• Work request
Transcribe exactly the lines that fall between the one holding "let words = shell_words::split(line).map_err(|e|" and the one holding "self.args = args.into_iter().map(Into::into).collect();", inclusive, from the entries below.

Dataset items

>>>>

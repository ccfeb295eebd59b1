//! Command hook definition

use serde::{Deserialize, Serialize};
use std::fmt;
use std::path::{Path, PathBuf};
use std::time::Duration;

use crate::settings::SettingsSource;

/// Default timeout in seconds for hooks
pub const DEFAULT_TIMEOUT_SECS: u64 = 60;

pub(crate) fn default_timeout() -> u64 {
    DEFAULT_TIMEOUT_SECS
}

/// One external command configured for an event
///
/// Paths are already absolute when the command comes from a settings file; the
/// executor never resolves them again.
#[derive(Debug, Clone, Serialize, Deserialize, PartialEq, Eq)]
pub struct HookCommand {
    /// Command line as written in the settings file
    pub command: String,
    /// Executable to spawn
    pub program: PathBuf,
    #[serde(default, skip_serializing_if = "Vec::is_empty")]
    pub args: Vec<String>,
    #[serde(default = "default_timeout")]
    pub timeout_secs: u64,
    #[serde(default, skip_serializing_if = "Option::is_none")]
    pub working_dir: Option<PathBuf>,
    /// Settings source the command was loaded from; orders merging only
    #[serde(default)]
    pub source: SettingsSource,
}

impl HookCommand {
    /// Create a command that runs `program` with no arguments
    pub fn new(program: impl Into<PathBuf>) -> Self {
        let program = program.into();
        Self {
            command: program.display().to_string(),
            program,
            args: Vec::new(),
            timeout_secs: default_timeout(),
            working_dir: None,
            source: SettingsSource::Runtime,
        }
    }

    /// Parse a shell-style command line, resolving path-like tokens against `base_dir`
    pub fn from_command_line(line: &str, base_dir: &Path) -> Result<Self, String> {
        let words = shell_words::split(line).map_err(|e| format!("cannot parse '{}': {}", line, e))?;
        let (program, args) = words
            .split_first()
            .ok_or_else(|| "command must not be empty".to_string())?;

        Ok(Self {
            command: line.to_string(),
            program: PathBuf::from(resolve_token(program, base_dir, true)),
            args: args
                .iter()
                .map(|arg| resolve_token(arg, base_dir, false))
                .collect(),
            timeout_secs: default_timeout(),
            working_dir: None,
            source: SettingsSource::Runtime,
        })
    }

    /// Set the arguments
    pub fn with_args<I, S>(mut self, args: I) -> Self
    where
        I: IntoIterator<Item = S>,
        S: Into<String>,
    {
        self.args = args.into_iter().map(Into::into).collect();
        self.command = std::iter::once(self.program.display().to_string())
            .chain(self.args.iter().cloned())
            .collect::<Vec<_>>()
            .join(" ");
        self
    }

    /// Set the timeout in seconds
    pub fn with_timeout(mut self, timeout_secs: u64) -> Self {
        self.timeout_secs = timeout_secs;
        self
    }

    /// Set the working directory
    pub fn with_working_dir(mut self, dir: impl Into<PathBuf>) -> Self {
        self.working_dir = Some(dir.into());
        self
    }

    /// Set the settings source
    pub fn with_source(mut self, source: SettingsSource) -> Self {
        self.source = source;
        self
    }

    /// Get the timeout duration
    pub fn timeout(&self) -> Duration {
        Duration::from_secs(self.timeout_secs)
    }
}

/// Resolve `~` and relative path segments of one command-line token
pub(crate) fn resolve_token(token: &str, base_dir: &Path, is_program: bool) -> String {
    if token.starts_with('~') {
        return shellexpand::tilde(token).into_owned();
    }

    let path = Path::new(token);
    let relative_path = token.starts_with("./") || token.starts_with("../");
    let relative_program = is_program && path.is_relative() && token.contains('/');
    if relative_path || relative_program {
        return base_dir
            .join(path)
            .components()
            .collect::<PathBuf>()
            .display()
            .to_string();
    }

    token.to_string()
}

impl fmt::Display for HookCommand {
    fn fmt(&self, f: &mut fmt::Formatter<'_>) -> fmt::Result {
        write!(f, "{}", self.command)
    }
}

#[cfg(test)]
mod tests {
    use super::*;

    #[test]
    fn test_command_new() {
        let hook = HookCommand::new("/usr/bin/true");
        assert_eq!(hook.program, PathBuf::from("/usr/bin/true"));
        assert!(hook.args.is_empty());
        assert_eq!(hook.timeout_secs, 60);
        assert_eq!(hook.source, SettingsSource::Runtime);
    }

    #[test]
    fn test_command_builder() {
        let hook = HookCommand::new("/bin/sh")
            .with_args(["-c", "exit 0"])
            .with_timeout(5);
        assert_eq!(hook.args, vec!["-c", "exit 0"]);
        assert_eq!(hook.timeout(), Duration::from_secs(5));
        assert_eq!(hook.to_string(), "/bin/sh -c exit 0");
    }

    #[test]
    fn test_from_command_line_resolves_relative_script() {
        let base = Path::new("/project");
        let hook =
            HookCommand::from_command_line("python3 ./hooks/check.py --strict", base).unwrap();
        assert_eq!(hook.program, PathBuf::from("python3"));
        assert_eq!(hook.args, vec!["/project/hooks/check.py", "--strict"]);
        assert_eq!(hook.command, "python3 ./hooks/check.py --strict");
    }

    #[test]
    fn test_from_command_line_resolves_relative_program() {
        let base = Path::new("/project");
        let hook = HookCommand::from_command_line("scripts/guard.sh", base).unwrap();
        assert_eq!(hook.program, PathBuf::from("/project/scripts/guard.sh"));

        let hook = HookCommand::from_command_line("../shared/guard.sh", base).unwrap();
        assert_eq!(hook.program, PathBuf::from("/project/../shared/guard.sh"));
    }

    #[test]
    fn test_from_command_line_expands_tilde() {
        let hook = HookCommand::from_command_line("~/bin/guard.sh", Path::new("/p")).unwrap();
        if dirs::home_dir().is_some() {
            assert!(!hook.program.display().to_string().starts_with('~'));
            assert!(hook.program.ends_with("bin/guard.sh"));
        }
    }

    #[test]
    fn test_from_command_line_keeps_bare_names_and_absolute_paths() {
        let base = Path::new("/project");
        let hook = HookCommand::from_command_line("/opt/guard --mode strict", base).unwrap();
        assert_eq!(hook.program, PathBuf::from("/opt/guard"));
        assert_eq!(hook.args, vec!["--mode", "strict"]);
    }

    #[test]
    fn test_from_command_line_quoting() {
        let hook =
            HookCommand::from_command_line("sh -c 'echo \"hi there\"'", Path::new("/")).unwrap();
        assert_eq!(hook.args, vec!["-c", "echo \"hi there\""]);
    }

    #[test]
    fn test_from_command_line_rejects_empty_and_unbalanced() {
        assert!(HookCommand::from_command_line("   ", Path::new("/")).is_err());
        assert!(HookCommand::from_command_line("sh -c 'oops", Path::new("/")).is_err());
    }

    #[test]
    fn test_command_serialization() {
        let hook = HookCommand::new("/bin/true").with_timeout(3);
        let json = serde_json::to_string(&hook).unwrap();
        let back: HookCommand = serde_json::from_str(&json).unwrap();
        assert_eq!(hook, back);
    }
}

<<<<

• Answer space
        let words = shell_words::split(line).map_err(|e| format!("cannot parse '{}': {}", line, e))?;
        let (program, args) = words
            .split_first()
            .ok_or_else(|| "command must not be empty".to_string())?;

        Ok(Self {
            command: line.to_string(),
            program: PathBuf::from(resolve_token(program, base_dir, true)),
            args: args
                .iter()
                .map(|arg| resolve_token(arg, base_dir, false))
                .collect(),
            timeout_secs: default_timeout(),
            working_dir: None,
            source: SettingsSource::Runtime,
        })
    }

    /// Set the arguments
    pub fn with_args<I, S>(mut self, args: I) -> Self
    where
        I: IntoIterator<Item = S>,
        S: Into<String>,
    {
        self.args = args.into_iter().map(Into::into).collect();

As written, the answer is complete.